Güncel olarak Şanlıurfa Yükseliş Koleji, Halkalı Uğur Koleji ve İzmit Nadide Okulları projelerinin tasarımını üstlenen Studio Vertebra’nın Kurucu Ortağı Gencer Yalçın, geçmişten günümüze eğitim yapılarındaki değişiklikleri ise şöyle özetliyor:
“Teorik eğitim ile başlayan süreç günümüzde performansa yönelik eğitimle desteklenmeye başladı. Bu da eğitim yapılarında laboratuar, atölye gibi tecrübeler yaşanacak mekanların oluşmasına sebep oldu. Bunun yanı sıra eğitim yapıları geçmişteki bilgi yükleme misyonunun ötesinde birçok sosyal ve kültürel aktiviteyi de bünyesinde barındıran yapılar haline geldi. Okulun eğitim yaklaşımına bağlı olarak değişkenlik gösteren tiyatro – konferans salonları, havuz alanları, buz pisti, bale – dans birimleri, kulüp odaları gibi mekanlar eğitim yapılarının birer parçası olmaya başladı.”

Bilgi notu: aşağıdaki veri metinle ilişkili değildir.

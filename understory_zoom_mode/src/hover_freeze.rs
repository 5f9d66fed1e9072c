// Copyright 2025 the Understory Authors
// SPDX-License-Identifier: Apache-2.0 OR MIT

//! Hover-freeze zoom: the lens follows the pointer until a click pins it.
//!
//! ## Behavior
//!
//! - Entering the element shows the overlay; moving tracks the lens; leaving
//!   hides it.
//! - Clicking while the overlay is hidden shows it at the click position.
//! - Clicking while the overlay is visible toggles the freeze. Freezing asks
//!   the surface to redraw once; unfreezing is silent and tracking resumes on
//!   the next move.
//! - While frozen, enter, leave, and move are ignored and wheel zoom is
//!   suppressed.
//!
//! ## Minimal example
//!
//! ```
//! use kurbo::Point;
//! use understory_zoom_mode::hover_freeze::HoverFreezeZoomMode;
//! use understory_zoom_mode::mode::ZoomMode;
//! use understory_zoom_mode::surface::ZoomSurface;
//!
//! #[derive(Default)]
//! struct Lens {
//!     visible: bool,
//!     center: Point,
//! }
//!
//! impl ZoomSurface for Lens {
//!     fn zooming_enabled(&self) -> bool {
//!         self.visible
//!     }
//!     fn zoom_on(&mut self, event: Point) {
//!         self.visible = true;
//!         self.center = event;
//!     }
//!     fn zoom_off(&mut self) {
//!         self.visible = false;
//!     }
//!     fn calculate_zoom_position(&mut self, event: Point) {
//!         self.center = event;
//!     }
//!     fn mark_for_check(&mut self) {}
//! }
//!
//! let mut mode = HoverFreezeZoomMode::new(Lens::default());
//!
//! mode.on_mouse_enter(Point::new(10.0, 10.0));
//! mode.on_mouse_move(Point::new(20.0, 15.0));
//! assert_eq!(mode.surface().center, Point::new(20.0, 15.0));
//!
//! // Click to freeze: movement and leaving no longer affect the lens.
//! mode.on_click(Point::new(20.0, 15.0));
//! assert!(mode.is_frozen());
//! mode.on_mouse_move(Point::new(90.0, 90.0));
//! mode.on_mouse_leave();
//! assert!(mode.surface().visible);
//! assert_eq!(mode.surface().center, Point::new(20.0, 15.0));
//! assert!(!mode.on_mouse_wheel());
//! ```

use kurbo::Point;
use tracing::trace;

use crate::mode::ZoomMode;
use crate::surface::ZoomSurface;

/// Whether the lens follows the pointer or is pinned in place.
#[derive(Clone, Copy, Debug, PartialEq, Eq, Default)]
pub enum FreezeState {
    /// The lens tracks pointer movement.
    #[default]
    Tracking,
    /// The lens is pinned; hover, leave, and movement are ignored.
    Frozen,
}

impl FreezeState {
    /// The opposite state.
    #[must_use]
    pub fn toggled(self) -> Self {
        match self {
            Self::Tracking => Self::Frozen,
            Self::Frozen => Self::Tracking,
        }
    }
}

/// What a click does to a freeze left over from before the overlay was hidden.
///
/// The mode never observes the surface being hidden by someone else. If that
/// happens while frozen, the next click finds zooming disabled and shows the
/// overlay again; this policy decides whether the freeze survives that click.
#[derive(Clone, Copy, Debug, PartialEq, Eq, Default)]
pub enum StaleFreeze {
    /// Clear the freeze whenever a click has to turn zooming back on.
    #[default]
    Reset,
    /// Leave the freeze untouched, so the overlay reappears already frozen.
    Keep,
}

/// Hover-freeze trigger mode driving a [`ZoomSurface`].
///
/// The surface is injected at construction. Pass `&mut surface` to lend it
/// for the lifetime of the mode, or move it in and reach it through
/// [`HoverFreezeZoomMode::surface`] and [`HoverFreezeZoomMode::surface_mut`].
#[derive(Clone, Debug)]
pub struct HoverFreezeZoomMode<S> {
    surface: S,
    state: FreezeState,
    stale_freeze: StaleFreeze,
}

impl<S: ZoomSurface> HoverFreezeZoomMode<S> {
    /// Create an unfrozen mode driving `surface`.
    pub fn new(surface: S) -> Self {
        Self {
            surface,
            state: FreezeState::Tracking,
            stale_freeze: StaleFreeze::default(),
        }
    }

    /// Builder form of [`HoverFreezeZoomMode::set_stale_freeze`].
    #[must_use]
    pub fn with_stale_freeze(mut self, policy: StaleFreeze) -> Self {
        self.stale_freeze = policy;
        self
    }

    /// Current stale freeze policy.
    pub fn stale_freeze(&self) -> StaleFreeze {
        self.stale_freeze
    }

    /// Set how a click treats a freeze left over from a hidden overlay.
    pub fn set_stale_freeze(&mut self, policy: StaleFreeze) {
        self.stale_freeze = policy;
    }

    /// Current freeze state.
    pub fn state(&self) -> FreezeState {
        self.state
    }

    /// Returns `true` while the lens is pinned.
    pub fn is_frozen(&self) -> bool {
        self.state == FreezeState::Frozen
    }

    /// Shared access to the driven surface.
    pub fn surface(&self) -> &S {
        &self.surface
    }

    /// Mutable access to the driven surface.
    pub fn surface_mut(&mut self) -> &mut S {
        &mut self.surface
    }

    /// Consume the mode, returning the surface.
    pub fn into_surface(self) -> S {
        self.surface
    }
}

impl<S: ZoomSurface> ZoomMode for HoverFreezeZoomMode<S> {
    fn on_click(&mut self, event: Point) {
        if !self.surface.zooming_enabled() {
            if self.is_frozen() && self.stale_freeze == StaleFreeze::Reset {
                trace!("clearing stale freeze");
                self.state = FreezeState::Tracking;
            }
            self.surface.zoom_on(event);
            return;
        }

        self.state = self.state.toggled();
        trace!(frozen = self.is_frozen(), x = event.x, y = event.y, "freeze toggled");
        if self.is_frozen() {
            self.surface.mark_for_check();
        }
    }

    fn on_mouse_enter(&mut self, event: Point) {
        if self.is_frozen() {
            trace!(x = event.x, y = event.y, "enter ignored while frozen");
            return;
        }
        self.surface.zoom_on(event);
    }

    fn on_mouse_leave(&mut self) {
        if self.is_frozen() {
            trace!("leave ignored while frozen");
            return;
        }
        if self.surface.zooming_enabled() {
            self.surface.zoom_off();
        }
    }

    fn on_mouse_move(&mut self, event: Point) {
        // Frozen lenses stay put.
        if !self.is_frozen() && self.surface.zooming_enabled() {
            self.surface.calculate_zoom_position(event);
        }
    }

    fn on_mouse_wheel(&self) -> bool {
        !self.is_frozen()
    }
}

Mimarinin her alanında olduğu gibi, eğitim yapılarının da kullanıcılarının, yani öğrencilerin ve eğitmenlerin ihtiyaçlarını karşılayabilmek için dünyadaki ve ülkemizdeki gelişimlere göre değişip dönüştüğünü belirten Yalçın, çocukların günümüzde artık sokakta ya da mahallede yeterli zaman geçirememelerinin ve dış ortamla ilişkilerinin azalmasının, erken yaşta okulla buluşmalarında etkin rol oynamaya başladığını belirtiyor ve ekliyor: “Bu durum da okullarda paylaşımın, aktarımın, etkileşimin yoğunlaşması gerekliliğini doğuruyor. Bu bağlamda geleceğin eğitim yapılarının da bu değişimlerle çağdaş, teknolojiye açık, takım çalışmalarına olanak tanıyan, rahat ortamların sağlandığı, esnek yapılar olarak hayata geçeceğini öngörüyoruz.”